Every Sunday, we participate in Holy Mass at the parish church in Shanvaghera, and as our house is only a few kilometres away from Knock Shrine, on the first Saturday of each month we have a Holy Hour in the Apparition Chapel, where we pray for all the lads who are still living on the streets and are struggling with their addictions.
Every first Monday of the month we have a little walking pilgrimage to Knock Shrine. We pray three rosaries on the way there and another three on the way back for our Mother Elvira and for all the intentions of the community. Sometimes the shrine invites us to give testimonies for the groups of young people visiting them.
Living this way in community I have come to understand why I was using drugs. I lacked faith and I missed Jesus in my life. I’ve tried many times to change my life without Jesus and it never worked out, because I wasn’t happy – I was looking for my own way to happiness.
In community I started to pray because everyone prayed, so I followed the crowd like I used to do all my life.
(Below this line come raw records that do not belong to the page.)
use rocket::{serde::json::Json, Route, State};

use crate::{
    config::Config,
    error::Result,
    logging::RequestId,
    model::{
        api::{
            auth::AuthToken,
            ballot::{SubmitBallot, Submitted, VoteDescription},
        },
        db::voter::Voter,
    },
    voting::{
        self, ballot_for_voter, check_eligibility, recorded_votes, BallotDefinition, BallotStore,
        Eligibility,
    },
};

pub fn routes() -> Vec<Route> {
    routes![get_eligibility, get_ballot, submit_ballot, get_votes]
}

#[get("/voter/eligibility")]
async fn get_eligibility(
    token: AuthToken<Voter>,
    store: &State<Box<dyn BallotStore>>,
) -> Result<Json<Eligibility>> {
    let eligibility = check_eligibility(store.inner().as_ref(), token.id()).await?;
    Ok(Json(eligibility))
}

#[get("/voter/ballot")]
async fn get_ballot(
    token: AuthToken<Voter>,
    store: &State<Box<dyn BallotStore>>,
) -> Result<Json<BallotDefinition>> {
    let ballot = ballot_for_voter(store.inner().as_ref(), token.id()).await?;
    Ok(Json(ballot))
}

/// Cast the voter's ballot. The voter is always the one named by the auth
/// token, and the election is always the one they are assigned to.
#[post("/voter/ballot", data = "<ballot>", format = "json")]
async fn submit_ballot(
    token: AuthToken<Voter>,
    ballot: Json<SubmitBallot>,
    store: &State<Box<dyn BallotStore>>,
    config: &State<Config>,
    request_id: &RequestId,
) -> Result<Json<Submitted>> {
    let receipt = voting::submit(
        store.inner().as_ref(),
        token.id(),
        &ballot.selections,
        config.submit_retries(),
    )
    .await?;
    info!(
        "req{request_id} recorded {} votes in election {} at {}",
        receipt.positions, receipt.election_id, receipt.cast_at
    );
    Ok(Json(Submitted { success: true }))
}

#[get("/voter/votes")]
async fn get_votes(
    token: AuthToken<Voter>,
    store: &State<Box<dyn BallotStore>>,
) -> Result<Json<Vec<VoteDescription>>> {
    let votes = recorded_votes(store.inner().as_ref(), token.id()).await?;
    Ok(Json(votes.into_iter().map(VoteDescription::from).collect()))
}
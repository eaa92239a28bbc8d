//! DB-compatible (e.g. de/serialisable) types.
//!
//! The types in this module are serialised in an DB-friendly way, e.g.:
//!
//! - IDs and datetimes are serialised in MongoDB's own format.

pub mod admin;
pub mod election;
pub mod vote;
pub mod voter;
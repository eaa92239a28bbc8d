use mongodb::bson::{to_bson, Bson};
use serde::{Deserialize, Serialize};

/// A voter's progress through an election.
///
/// The only transition is `Registered -> Voted`, made by a committed ballot
/// submission.
#[derive(Debug, Copy, Clone, PartialEq, Eq, Serialize, Deserialize)]
#[serde(rename_all = "SCREAMING_SNAKE_CASE")]
pub enum VoterStatus {
    /// May submit a ballot once assigned to an election.
    Registered,
    /// Has submitted their ballot. Terminal.
    Voted,
}

impl From<VoterStatus> for Bson {
    fn from(status: VoterStatus) -> Self {
        to_bson(&status).expect("Serialisation is infallible")
    }
}
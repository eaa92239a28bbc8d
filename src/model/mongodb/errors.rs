//! For some reason, the mongodb crate doesn't provide error code constants.
//! This module fills in the gaps.

use mongodb::error::{
    Error as DbError, ErrorKind, WriteFailure, TRANSIENT_TRANSACTION_ERROR,
    UNKNOWN_TRANSACTION_COMMIT_RESULT,
};

pub const DUPLICATE_KEY: i32 = 11000;
pub const WRITE_CONFLICT: i32 = 112;

/// Return true if the given error is a duplicate key write error, either
/// from a single write or from any document of a bulk write.
pub fn is_duplicate_key_error(err: &DbError) -> bool {
    match err.kind.as_ref() {
        ErrorKind::Write(WriteFailure::WriteError(e)) => e.code == DUPLICATE_KEY,
        ErrorKind::BulkWrite(failure) => failure
            .write_errors
            .iter()
            .flatten()
            .any(|e| e.code == DUPLICATE_KEY),
        _ => false,
    }
}

/// Return true if retrying the whole transaction from scratch may succeed.
pub fn is_transient_error(err: &DbError) -> bool {
    if err.contains_label(TRANSIENT_TRANSACTION_ERROR) {
        return true;
    }
    match err.kind.as_ref() {
        ErrorKind::Io(_)
        | ErrorKind::ServerSelection { .. }
        | ErrorKind::ConnectionPoolCleared { .. } => true,
        ErrorKind::Command(e) => e.code == WRITE_CONFLICT,
        _ => false,
    }
}

/// Return true if a commit may or may not have been applied, and should be
/// re-attempted rather than re-run.
pub fn is_unknown_commit_result(err: &DbError) -> bool {
    err.contains_label(UNKNOWN_TRANSACTION_COMMIT_RESULT)
}
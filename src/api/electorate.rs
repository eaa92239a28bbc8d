use mongodb::{
    bson::{doc, Bson},
    options::FindOptions,
    Client,
};
use rocket::{futures::TryStreamExt, http::Status, serde::json::Json, Route, State};

use crate::{
    error::{Error, Result},
    model::{
        api::{
            auth::AuthToken,
            voter::{Assignment, VoterDescription, VoterSpec},
        },
        common::{election::ElectionId, voter::VoterStatus},
        db::{
            admin::Admin,
            election::Election,
            vote::Vote,
            voter::{NewVoter, Voter},
        },
        mongodb::{errors::is_duplicate_key_error, u32_id_filter, Coll, Id},
    },
};

pub fn routes() -> Vec<Route> {
    routes![get_voters, create_voter, assign_voter, unassign_voter]
}

#[get("/voters?<election>")]
async fn get_voters(
    _token: AuthToken<Admin>,
    election: Option<ElectionId>,
    voters: Coll<Voter>,
) -> Result<Json<Vec<VoterDescription>>> {
    let filter = election.map(|id| doc! { "election_id": i64::from(id) });
    let options = FindOptions::builder()
        .sort(doc! { "username": 1 })
        .build();
    let descriptions = voters
        .find(filter, options)
        .await?
        .map_ok(VoterDescription::from)
        .try_collect()
        .await?;
    Ok(Json(descriptions))
}

#[post("/voters", data = "<spec>", format = "json")]
async fn create_voter(
    _token: AuthToken<Admin>,
    spec: Json<VoterSpec>,
    voters: Coll<Voter>,
    new_voters: Coll<NewVoter>,
    elections: Coll<Election>,
) -> Result<Json<VoterDescription>> {
    if let Some(election_id) = spec.election_id {
        ensure_election_exists(&elections, election_id).await?;
    }

    let voter = NewVoter::try_from(spec.0)?;
    let username = voter.username.clone();
    let inserted = match new_voters.insert_one(&voter, None).await {
        Ok(result) => result,
        Err(e) if is_duplicate_key_error(&e) => {
            return Err(Error::Status(
                Status::BadRequest,
                format!("Voter username already in use: {username}"),
            ))
        }
        Err(e) => return Err(e.into()),
    };
    let id: Id = inserted
        .inserted_id
        .as_object_id()
        .ok_or_else(|| {
            Error::Status(
                Status::InternalServerError,
                format!("Voter {username} was inserted without an object ID"),
            )
        })?
        .into();

    let voter = voters
        .find_one(id.as_doc(), None)
        .await?
        .ok_or_else(|| Error::not_found(format!("Voter {id}")))?;
    info!("Registered voter {username} ({id})");
    Ok(Json(voter.into()))
}

#[put("/voters/<voter_id>/election", data = "<assignment>", format = "json")]
async fn assign_voter(
    _token: AuthToken<Admin>,
    voter_id: Id,
    assignment: Json<Assignment>,
    voters: Coll<Voter>,
    elections: Coll<Election>,
) -> Result<()> {
    ensure_election_exists(&elections, assignment.election_id).await?;

    // The status condition stops a voter who has voted from being moved.
    let filter = doc! {
        "_id": voter_id,
        "status": VoterStatus::Registered,
    };
    let update = doc! {
        "$set": {
            "election_id": i64::from(assignment.election_id),
        }
    };
    let result = voters.update_one(filter, update, None).await?;
    if result.matched_count == 0 {
        return Err(voter_missing_or_voted(&voters, voter_id).await);
    }
    Ok(())
}

#[delete("/voters/<voter_id>/election")]
async fn unassign_voter(
    _token: AuthToken<Admin>,
    voter_id: Id,
    voters: Coll<Voter>,
    votes: Coll<Vote>,
    db_client: &State<Client>,
) -> Result<()> {
    let mut session = db_client.start_session(None).await?;
    session.start_transaction(None).await?;

    let voter = voters
        .find_one_with_session(voter_id.as_doc(), None, &mut session)
        .await?
        .ok_or_else(|| Error::not_found(format!("Voter {voter_id}")))?;
    let election_id = match voter.election_id {
        Some(election_id) => election_id,
        None => {
            // Already unassigned.
            session.abort_transaction().await?;
            return Ok(());
        }
    };

    let filter = doc! {
        "voter_id": voter_id,
        "election_id": i64::from(election_id),
    };
    let cast = votes
        .count_documents_with_session(filter, None, &mut session)
        .await?;
    if cast > 0 || voter.status == VoterStatus::Voted {
        session.abort_transaction().await?;
        return Err(Error::Status(
            Status::Conflict,
            format!("Voter {voter_id} has voted in election {election_id}; cannot remove them."),
        ));
    }

    let filter = doc! {
        "_id": voter_id,
        "status": VoterStatus::Registered,
    };
    let update = doc! {
        "$set": {
            "election_id": Bson::Null,
        }
    };
    voters
        .update_one_with_session(filter, update, None, &mut session)
        .await?;

    session.commit_transaction().await?;
    Ok(())
}

async fn ensure_election_exists(
    elections: &Coll<Election>,
    election_id: ElectionId,
) -> Result<()> {
    let count = elections
        .count_documents(u32_id_filter(election_id), None)
        .await?;
    if count == 0 {
        return Err(Error::not_found(format!("Election {election_id}")));
    }
    Ok(())
}

/// Explain why a conditional update on a registered voter matched nothing.
async fn voter_missing_or_voted(voters: &Coll<Voter>, voter_id: Id) -> Error {
    match voters.find_one(voter_id.as_doc(), None).await {
        Ok(Some(_)) => Error::Status(
            Status::Conflict,
            format!("Voter {voter_id} has already voted; cannot reassign them."),
        ),
        Ok(None) => Error::not_found(format!("Voter {voter_id}")),
        Err(e) => e.into(),
    }
}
Through personal Eucharistic Adoration I started to understand who I really am. Jesus showed me the truth about me and although it sometimes was hard to accept, my friends let me know that they still accepted me.
It was me who didn’t love myself and Jesus helped me to change that.
I joined Cenacolo weighed down with hate for my father. I was blaming everyone but me.
By daily reading of the Gospel I learned that Jesus doesn’t want me to hate but to forgive. When I started to forgive I started also to understand that my dad always loved me.
Jesus changed not only my life but also the lives of all my family, and I know that without him I cannot be happy.
That’s how prayer has changed my life. Jesus was what I was looking for all the time.